# Prompt
All of the records shown below need to be copied with no differences.

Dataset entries
━━━━━━━━━━

//! Work submission envelope.

use serde::{Deserialize, Serialize};
use serde_json::Value;

use relay_core::{ExecutionRecord, WorkKind};

/// A unit of work submitted to a supervisor: kind, payload type name, and
/// the serialized payload itself.
///
/// The type name is the handler-resolution key; a `Work` with a type nobody
/// registered is a configuration error at dispatch time.
#[derive(Debug, Clone, Serialize, Deserialize)]
pub struct Work {
    pub kind: WorkKind,
    pub work_type: String,
    pub payload: Value,
}

impl Work {
    pub fn new(kind: WorkKind, work_type: impl Into<String>, payload: Value) -> Self {
        Self {
            kind,
            work_type: work_type.into(),
            payload,
        }
    }

    /// Fire-and-forget event.
    pub fn event(work_type: impl Into<String>, payload: Value) -> Self {
        Self::new(WorkKind::Event, work_type, payload)
    }

    /// Request/response command.
    pub fn request(work_type: impl Into<String>, payload: Value) -> Self {
        Self::new(WorkKind::Request, work_type, payload)
    }

    /// Multi-step saga.
    pub fn saga(work_type: impl Into<String>, payload: Value) -> Self {
        Self::new(WorkKind::Saga, work_type, payload)
    }

    /// Rebuild the submission from a persisted record (for retry/resume).
    pub fn from_record(record: &ExecutionRecord) -> Self {
        Self {
            kind: record.kind,
            work_type: record.work_type.clone(),
            payload: record.payload.clone(),
        }
    }
}
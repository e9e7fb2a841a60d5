//! Shared "fit pipeline" logic used by both CLI and TUI front-ends.
//!
//! Keeping this in one place avoids duplicating the core workflow:
//! load file -> derive errors -> fit both series -> residuals
//!
//! The CLI and the TUI can then focus on presentation (printing vs widgets).

use crate::domain::{DisplacementData, FitConfig, FitResult, PointResidual};
use crate::error::AppError;
use crate::fit::fitter;
use crate::io::ingest::load_displacement;

/// All computed outputs of a single `lab fit` run.
#[derive(Debug, Clone)]
pub struct RunOutput {
    pub data: DisplacementData,
    pub max_fit: FitResult,
    pub min_fit: FitResult,
    pub max_residuals: Vec<PointResidual>,
    pub min_residuals: Vec<PointResidual>,
}

/// Execute the full fitting pipeline and return the computed outputs.
pub fn run_fit(config: &FitConfig) -> Result<RunOutput, AppError> {
    let data = load_displacement(&config.data_path)?;
    run_fit_with_data(config, data)
}

/// Execute the fitting pipeline with pre-loaded data.
///
/// This is useful for the TUI where the user switches models without
/// re-reading the file; every call produces fresh fit results.
pub fn run_fit_with_data(config: &FitConfig, data: DisplacementData) -> Result<RunOutput, AppError> {
    let guess = match &config.initial_guess {
        Some(guess) => guess.clone(),
        None => config.model.default_guess(),
    };

    // The max and min series are independent problems.
    let (max_fit, min_fit) = rayon::join(
        || fitter::fit(config.model, &data.max, &guess),
        || fitter::fit(config.model, &data.min, &guess),
    );
    let max_fit = max_fit?;
    let min_fit = min_fit?;

    let max_residuals = crate::report::compute_residuals(&data.max, &max_fit)?;
    let min_residuals = crate::report::compute_residuals(&data.min, &min_fit)?;

    Ok(RunOutput {
        data,
        max_fit,
        min_fit,
        max_residuals,
        min_residuals,
    })
}

#[cfg(test)]
mod tests {
    use super::*;
    use crate::domain::{ModelKind, PlotLabels, Series};

    fn linear_data() -> DisplacementData {
        let t = vec![0.0, 1.0, 2.0, 3.0];
        DisplacementData {
            max: Series {
                label: "max".to_string(),
                t: t.clone(),
                y: vec![1.0, 3.0, 5.0, 7.0],
                y_err: vec![0.1; 4],
            },
            min: Series {
                label: "min".to_string(),
                t,
                y: vec![-1.0, -3.0, -5.0, -7.0],
                y_err: vec![0.1; 4],
            },
            rows_read: 4,
        }
    }

    fn config(model: ModelKind, guess: Option<Vec<f64>>) -> FitConfig {
        FitConfig {
            data_path: "unused.txt".into(),
            model,
            initial_guess: guess,
            curve_samples: 100,
            plot: false,
            plot_width: 80,
            plot_height: 20,
            labels: PlotLabels::default(),
            svg_path: None,
            export_results: None,
            export_curve: None,
        }
    }

    #[test]
    fn pipeline_fits_both_series() {
        let run = run_fit_with_data(&config(ModelKind::Linear, None), linear_data()).unwrap();
        assert!((run.max_fit.params[0] - 2.0).abs() < 1e-8);
        assert!((run.min_fit.params[0] + 2.0).abs() < 1e-8);
        assert_eq!(run.max_residuals.len(), 4);
        assert_eq!(run.min_residuals.len(), 4);
    }

    #[test]
    fn bad_guess_length_fails_without_output() {
        let err = run_fit_with_data(
            &config(ModelKind::Linear, Some(vec![1.0, 1.0, 1.0])),
            linear_data(),
        )
        .unwrap_err();
        assert_eq!(err.exit_code(), 4);
    }
}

━━━━━━━━━━

# Response area
//! Work submission envelope.

use serde::{Deserialize, Serialize};
use serde_json::Value;

use relay_core::{ExecutionRecord, WorkKind};

/// A unit of work submitted to a supervisor: kind, payload type name, and
/// the serialized payload itself.
///
/// The type name is the handler-resolution key; a `Work` with a type nobody
/// registered is a configuration error at dispatch time.
#[derive(Debug, Clone, Serialize, Deserialize)]
pub struct Work {
    pub kind: WorkKind,
    pub work_type: String,
    pub payload: Value,
}

impl Work {
    pub fn new(kind: WorkKind, work_type: impl Into<String>, payload: Value) -> Self {
        Self {
            kind,
            work_type: work_type.into(),
            payload,
        }
    }

    /// Fire-and-forget event.
    pub fn event(work_type: impl Into<String>, payload: Value) -> Self {
        Self::new(WorkKind::Event, work_type, payload)
    }

    /// Request/response command.
    pub fn request(work_type: impl Into<String>, payload: Value) -> Self {
        Self::new(WorkKind::Request, work_type, payload)
    }

    /// Multi-step saga.
    pub fn saga(work_type: impl Into<String>, payload: Value) -> Self {
        Self::new(WorkKind::Saga, work_type, payload)
    }

    /// Rebuild the submission from a persisted record (for retry/resume).
    pub fn from_record(record: &ExecutionRecord) -> Self {
        Self {
            kind: record.kind,
            work_type: record.work_type.clone(),
            payload: record.payload.clone(),
        }
    }
}
repository e9e7fb2a841a60d5
//! Shared "fit pipeline" logic used by both CLI and TUI front-ends.
//!
//! Keeping this in one place avoids duplicating the core workflow:
//! load file -> derive errors -> fit both series -> residuals
//!
//! The CLI and the TUI can then focus on presentation (printing vs widgets).

use crate::domain::{DisplacementData, FitConfig, FitResult, PointResidual};
use crate::error::AppError;
use crate::fit::fitter;
use crate::io::ingest::load_displacement;

/// All computed outputs of a single `lab fit` run.
#[derive(Debug, Clone)]
pub struct RunOutput {
    pub data: DisplacementData,
    pub max_fit: FitResult,
    pub min_fit: FitResult,
    pub max_residuals: Vec<PointResidual>,
    pub min_residuals: Vec<PointResidual>,
}

/// Execute the full fitting pipeline and return the computed outputs.
pub fn run_fit(config: &FitConfig) -> Result<RunOutput, AppError> {
    let data = load_displacement(&config.data_path)?;
    run_fit_with_data(config, data)
}

/// Execute the fitting pipeline with pre-loaded data.
///
/// This is useful for the TUI where the user switches models without
/// re-reading the file; every call produces fresh fit results.
pub fn run_fit_with_data(config: &FitConfig, data: DisplacementData) -> Result<RunOutput, AppError> {
    let guess = match &config.initial_guess {
        Some(guess) => guess.clone(),
        None => config.model.default_guess(),
    };

    // The max and min series are independent problems.
    let (max_fit, min_fit) = rayon::join(
        || fitter::fit(config.model, &data.max, &guess),
        || fitter::fit(config.model, &data.min, &guess),
    );
    let max_fit = max_fit?;
    let min_fit = min_fit?;

    let max_residuals = crate::report::compute_residuals(&data.max, &max_fit)?;
    let min_residuals = crate::report::compute_residuals(&data.min, &min_fit)?;

    Ok(RunOutput {
        data,
        max_fit,
        min_fit,
        max_residuals,
        min_residuals,
    })
}

#[cfg(test)]
mod tests {
    use super::*;
    use crate::domain::{ModelKind, PlotLabels, Series};

    fn linear_data() -> DisplacementData {
        let t = vec![0.0, 1.0, 2.0, 3.0];
        DisplacementData {
            max: Series {
                label: "max".to_string(),
                t: t.clone(),
                y: vec![1.0, 3.0, 5.0, 7.0],
                y_err: vec![0.1; 4],
            },
            min: Series {
                label: "min".to_string(),
                t,
                y: vec![-1.0, -3.0, -5.0, -7.0],
                y_err: vec![0.1; 4],
            },
            rows_read: 4,
        }
    }

    fn config(model: ModelKind, guess: Option<Vec<f64>>) -> FitConfig {
        FitConfig {
            data_path: "unused.txt".into(),
            model,
            initial_guess: guess,
            curve_samples: 100,
            plot: false,
            plot_width: 80,
            plot_height: 20,
            labels: PlotLabels::default(),
            svg_path: None,
            export_results: None,
            export_curve: None,
        }
    }

    #[test]
    fn pipeline_fits_both_series() {
        let run = run_fit_with_data(&config(ModelKind::Linear, None), linear_data()).unwrap();
        assert!((run.max_fit.params[0] - 2.0).abs() < 1e-8);
        assert!((run.min_fit.params[0] + 2.0).abs() < 1e-8);
        assert_eq!(run.max_residuals.len(), 4);
        assert_eq!(run.min_residuals.len(), 4);
    }

    #[test]
    fn bad_guess_length_fails_without_output() {
        let err = run_fit_with_data(
            &config(ModelKind::Linear, Some(vec![1.0, 1.0, 1.0])),
            linear_data(),
        )
        .unwrap_err();
        assert_eq!(err.exit_code(), 4);
    }
}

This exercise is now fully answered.